(Collected data entries)

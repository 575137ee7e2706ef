//! Mechanic payout ledger. One entry per captured payment, released in
//! weekly batches: earnings become transferable the Monday after capture,
//! a scheduled cycle bundles due entries into one processor transfer per
//! mechanic, and the payout-paid event stamps the real-world arrival.

use crate::error::EscrowError;
use crate::models::{LedgerEntry, NewLedgerEntry, NewTransferRecord, Payment, TransferRecord};
use crate::notify;
use crate::processor::ProcessorClient;
use crate::schema::{ledger_entries, transfers};
use anyhow::Result;
use chrono::{DateTime, Datelike, Duration, NaiveTime, TimeZone, Utc};
use diesel::prelude::*;
use diesel_async::{pooled_connection::bb8::Pool, AsyncPgConnection, RunQueryDsl};
use serde_json::json;
use shared::{Cents, LedgerStatus, Payout, TransferRequest, CURRENCY};
use std::collections::HashMap;
use std::sync::Arc;
use tokio::time;
use tracing::{error, info, warn};
use uuid::Uuid;

type DbPool = Pool<AsyncPgConnection>;

/// Earnings captured during a week are released together the following
/// Monday at 00:00 UTC. A capture landing exactly at the boundary waits
/// for the next full cycle.
pub fn next_release_time(now: DateTime<Utc>) -> DateTime<Utc> {
    let days_until_monday = 8 - i64::from(now.weekday().number_from_monday());
    let date = (now + Duration::days(days_until_monday)).date_naive();
    date.and_time(NaiveTime::MIN).and_utc()
}

/// Post a mechanic's net earnings for a captured payment. Idempotent per
/// payment: the unique constraint swallows handler replays.
pub async fn post_earning(
    conn: &mut AsyncPgConnection,
    payment: &Payment,
    processor_account_id: &str,
    now: DateTime<Utc>,
) -> Result<Option<Uuid>, EscrowError> {
    let entry = NewLedgerEntry {
        id: Uuid::new_v4(),
        mechanic_id: payment.mechanic_id,
        payment_id: payment.id,
        job_id: payment.job_id,
        processor_account_id: processor_account_id.to_string(),
        amount_cents: payment.mechanic_net_cents,
        status: LedgerStatus::AvailableForTransfer,
        available_for_transfer_at: next_release_time(now),
    };

    let inserted = diesel::insert_into(ledger_entries::table)
        .values(&entry)
        .on_conflict(ledger_entries::payment_id)
        .do_nothing()
        .execute(conn)
        .await?;

    if inserted == 0 {
        return Ok(None);
    }

    info!(
        entry_id = %entry.id,
        mechanic_id = %payment.mechanic_id,
        amount = %payment.mechanic_net_cents,
        release_at = %entry.available_for_transfer_at,
        "earning posted to ledger"
    );
    Ok(Some(entry.id))
}

/// Divert a refunded payment's earnings out of the payout pipeline. An
/// entry that already reached `paid_out` cannot be clawed back here; it is
/// flagged for out-of-band reconciliation instead.
pub async fn divert_refunded(
    conn: &mut AsyncPgConnection,
    payment_id: Uuid,
) -> Result<(), EscrowError> {
    diesel::update(
        ledger_entries::table
            .filter(ledger_entries::payment_id.eq(payment_id))
            .filter(ledger_entries::status.eq_any([
                LedgerStatus::AvailableForTransfer,
                LedgerStatus::Transferred,
            ])),
    )
    .set(ledger_entries::status.eq(LedgerStatus::Refunded))
    .execute(conn)
    .await?;

    let paid_out = ledger_entries::table
        .filter(ledger_entries::payment_id.eq(payment_id))
        .filter(ledger_entries::status.eq(LedgerStatus::PaidOut))
        .load::<LedgerEntry>(conn)
        .await?;
    for entry in paid_out {
        error!(
            entry_id = %entry.id,
            payment_id = %payment_id,
            payout_id = entry.processor_payout_id.as_deref().unwrap_or("-"),
            "refund arrived after payout; funds already sent, manual reconciliation required"
        );
    }

    Ok(())
}

/// A failed bulk transfer returns its entries to the pool for the next
/// cycle.
pub async fn revert_failed_transfer(
    conn: &mut AsyncPgConnection,
    processor_transfer_id: &str,
) -> Result<(), EscrowError> {
    let record = transfers::table
        .filter(transfers::processor_transfer_id.eq(processor_transfer_id))
        .first::<TransferRecord>(conn)
        .await
        .optional()?;

    let Some(record) = record else {
        warn!(transfer_id = %processor_transfer_id, "transfer failure for unknown transfer");
        return Ok(());
    };

    diesel::update(transfers::table.find(record.id))
        .set((
            transfers::status.eq("failed"),
            transfers::error_message.eq(Some("Transfer failed".to_string())),
        ))
        .execute(conn)
        .await?;

    let reverted = diesel::update(
        ledger_entries::table
            .filter(ledger_entries::id.eq_any(&record.ledger_entry_ids))
            .filter(ledger_entries::status.eq(LedgerStatus::Transferred)),
    )
    .set((
        ledger_entries::status.eq(LedgerStatus::AvailableForTransfer),
        ledger_entries::processor_transfer_id.eq(None::<String>),
        ledger_entries::transferred_at.eq(None::<DateTime<Utc>>),
    ))
    .execute(conn)
    .await?;

    warn!(
        transfer_id = %processor_transfer_id,
        reverted,
        "transfer failed, entries returned for retry next cycle"
    );
    Ok(())
}

/// Mark every transferred entry for the payout's destination account as
/// paid out, stamping the real-world arrival time.
pub async fn mark_paid_out(
    conn: &mut AsyncPgConnection,
    payout: &Payout,
) -> Result<Option<(Uuid, usize)>, EscrowError> {
    let entries = ledger_entries::table
        .filter(ledger_entries::processor_account_id.eq(&payout.destination))
        .filter(ledger_entries::status.eq(LedgerStatus::Transferred))
        .filter(ledger_entries::paid_out_at.is_null())
        .load::<LedgerEntry>(conn)
        .await?;

    if entries.is_empty() {
        return Ok(None);
    }

    let paid_out_at = payout
        .arrival_date
        .and_then(|secs| Utc.timestamp_opt(secs, 0).single())
        .unwrap_or_else(Utc::now);

    let ids: Vec<Uuid> = entries.iter().map(|e| e.id).collect();
    diesel::update(ledger_entries::table.filter(ledger_entries::id.eq_any(&ids)))
        .set((
            ledger_entries::status.eq(LedgerStatus::PaidOut),
            ledger_entries::processor_payout_id.eq(Some(payout.id.clone())),
            ledger_entries::paid_out_at.eq(Some(paid_out_at)),
        ))
        .execute(conn)
        .await?;

    Ok(Some((entries[0].mechanic_id, entries.len())))
}

/// Scheduled release of due earnings: one bulk transfer per mechanic per
/// cycle, idempotent per mechanic per day.
pub struct PayoutScheduler {
    pool: DbPool,
    processor: Arc<dyn ProcessorClient>,
    interval: std::time::Duration,
}

impl PayoutScheduler {
    pub fn new(
        pool: DbPool,
        processor: Arc<dyn ProcessorClient>,
        interval: std::time::Duration,
    ) -> Self {
        Self {
            pool,
            processor,
            interval,
        }
    }

    pub async fn run(&self) {
        let mut interval = time::interval(self.interval);

        loop {
            interval.tick().await;

            if let Err(e) = self.run_cycle().await {
                error!("Error running payout cycle: {}", e);
            }
        }
    }

    async fn run_cycle(&self) -> Result<()> {
        let mut conn = self.pool.get().await?;
        let now = Utc::now();

        let due = ledger_entries::table
            .filter(ledger_entries::status.eq(LedgerStatus::AvailableForTransfer))
            .filter(ledger_entries::available_for_transfer_at.le(now))
            .load::<LedgerEntry>(&mut conn)
            .await?;

        if due.is_empty() {
            return Ok(());
        }

        let mut by_mechanic: HashMap<Uuid, Vec<LedgerEntry>> = HashMap::new();
        for entry in due {
            by_mechanic.entry(entry.mechanic_id).or_default().push(entry);
        }

        let mechanics = by_mechanic.len();
        let mut succeeded = 0usize;
        for (mechanic_id, entries) in by_mechanic {
            match self
                .transfer_batch(&mut conn, mechanic_id, &entries, now)
                .await
            {
                Ok(transfer_id) => {
                    succeeded += 1;
                    info!(
                        mechanic_id = %mechanic_id,
                        transfer_id = %transfer_id,
                        entries = entries.len(),
                        "weekly transfer created"
                    );
                }
                Err(e) => {
                    // One mechanic's failure must not starve the rest of
                    // the batch; their entries stay due for next cycle.
                    error!(mechanic_id = %mechanic_id, "Failed to create transfer: {}", e);
                }
            }
        }

        info!(mechanics, succeeded, "payout cycle complete");
        Ok(())
    }

    async fn transfer_batch(
        &self,
        conn: &mut AsyncPgConnection,
        mechanic_id: Uuid,
        entries: &[LedgerEntry],
        now: DateTime<Utc>,
    ) -> Result<String, EscrowError> {
        let first = entries
            .first()
            .ok_or_else(|| EscrowError::Internal("empty transfer batch".into()))?;
        let account_id = first.processor_account_id.clone();
        let total = Cents::sum(entries.iter().map(|e| e.amount_cents))?;
        let ids: Vec<Uuid> = entries.iter().map(|e| e.id).collect();

        // Skip accounts the processor won't pay out to; entries stay due
        // and get picked up again once the account recovers.
        let account = self.processor.retrieve_account(&account_id).await?;
        if !account.payouts_enabled {
            return Err(EscrowError::validation(format!(
                "payouts disabled for account {account_id}"
            )));
        }

        let mut metadata = HashMap::new();
        metadata.insert("mechanic_id".to_string(), mechanic_id.to_string());
        metadata.insert("entry_count".to_string(), entries.len().to_string());
        metadata.insert("payout_date".to_string(), now.to_rfc3339());

        let request = TransferRequest {
            amount: total,
            currency: CURRENCY.to_string(),
            destination: account_id.clone(),
            description: Some(format!("Weekly payout for {} job(s)", entries.len())),
            metadata,
        };

        // Same key for the whole day: a crash between the processor call
        // and the local record replays into the same transfer.
        let idempotency_key = format!("transfer_{}_{}", mechanic_id, now.format("%Y-%m-%d"));
        let transfer = self
            .processor
            .create_transfer(&request, &idempotency_key)
            .await?;

        let record = NewTransferRecord {
            id: Uuid::new_v4(),
            mechanic_id,
            processor_account_id: account_id,
            processor_transfer_id: transfer.id.clone(),
            amount_cents: total,
            status: "pending".to_string(),
            ledger_entry_ids: ids.clone(),
        };
        diesel::insert_into(transfers::table)
            .values(&record)
            .on_conflict(transfers::processor_transfer_id)
            .do_nothing()
            .execute(conn)
            .await?;

        diesel::update(
            ledger_entries::table
                .filter(ledger_entries::id.eq_any(&ids))
                .filter(ledger_entries::status.eq(LedgerStatus::AvailableForTransfer)),
        )
        .set((
            ledger_entries::status.eq(LedgerStatus::Transferred),
            ledger_entries::processor_transfer_id.eq(Some(transfer.id.clone())),
            ledger_entries::transferred_at.eq(Some(now)),
        ))
        .execute(conn)
        .await?;

        notify::enqueue(
            conn,
            mechanic_id,
            "transfer_created",
            "Weekly Payout Initiated",
            format!("Your payout of {total} has been initiated."),
            json!({
                "transfer_id": transfer.id,
                "amount_cents": total,
                "job_count": entries.len(),
            }),
        )
        .await?;

        Ok(transfer.id)
    }
}

#[cfg(test)]
mod tests {
    use super::*;

    fn at(y: i32, m: u32, d: u32, h: u32) -> DateTime<Utc> {
        Utc.with_ymd_and_hms(y, m, d, h, 0, 0).unwrap()
    }

    // 2024-02-05 was a Monday.
    #[test]
    fn midweek_releases_the_following_monday() {
        assert_eq!(next_release_time(at(2024, 2, 6, 15)), at(2024, 2, 12, 0)); // Tuesday
        assert_eq!(next_release_time(at(2024, 2, 9, 9)), at(2024, 2, 12, 0)); // Friday
        assert_eq!(next_release_time(at(2024, 2, 10, 23)), at(2024, 2, 12, 0)); // Saturday
    }

    #[test]
    fn sunday_releases_the_next_day() {
        assert_eq!(next_release_time(at(2024, 2, 11, 12)), at(2024, 2, 12, 0));
    }

    #[test]
    fn monday_waits_a_full_week() {
        assert_eq!(next_release_time(at(2024, 2, 5, 10)), at(2024, 2, 12, 0));
        // Exactly at the boundary still waits for the next cycle.
        assert_eq!(next_release_time(at(2024, 2, 5, 0)), at(2024, 2, 12, 0));
    }

    #[test]
    fn release_time_is_always_midnight_utc() {
        let release = next_release_time(at(2024, 7, 18, 17));
        assert_eq!(release.time(), NaiveTime::MIN);
        assert_eq!(release.weekday(), chrono::Weekday::Mon);
    }
}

■ Exercise objective ■
Retype only this portion of the data above: the line containing "pub async fn run(&self)", the line containing "let first = entries", and all lines between them, exactly.

■ Response ■
    pub async fn run(&self) {
        let mut interval = time::interval(self.interval);

        loop {
            interval.tick().await;

            if let Err(e) = self.run_cycle().await {
                error!("Error running payout cycle: {}", e);
            }
        }
    }

    async fn run_cycle(&self) -> Result<()> {
        let mut conn = self.pool.get().await?;
        let now = Utc::now();

        let due = ledger_entries::table
            .filter(ledger_entries::status.eq(LedgerStatus::AvailableForTransfer))
            .filter(ledger_entries::available_for_transfer_at.le(now))
            .load::<LedgerEntry>(&mut conn)
            .await?;

        if due.is_empty() {
            return Ok(());
        }

        let mut by_mechanic: HashMap<Uuid, Vec<LedgerEntry>> = HashMap::new();
        for entry in due {
            by_mechanic.entry(entry.mechanic_id).or_default().push(entry);
        }

        let mechanics = by_mechanic.len();
        let mut succeeded = 0usize;
        for (mechanic_id, entries) in by_mechanic {
            match self
                .transfer_batch(&mut conn, mechanic_id, &entries, now)
                .await
            {
                Ok(transfer_id) => {
                    succeeded += 1;
                    info!(
                        mechanic_id = %mechanic_id,
                        transfer_id = %transfer_id,
                        entries = entries.len(),
                        "weekly transfer created"
                    );
                }
                Err(e) => {
                    // One mechanic's failure must not starve the rest of
                    // the batch; their entries stay due for next cycle.
                    error!(mechanic_id = %mechanic_id, "Failed to create transfer: {}", e);
                }
            }
        }

        info!(mechanics, succeeded, "payout cycle complete");
        Ok(())
    }

    async fn transfer_batch(
        &self,
        conn: &mut AsyncPgConnection,
        mechanic_id: Uuid,
        entries: &[LedgerEntry],
        now: DateTime<Utc>,
    ) -> Result<String, EscrowError> {
        let first = entries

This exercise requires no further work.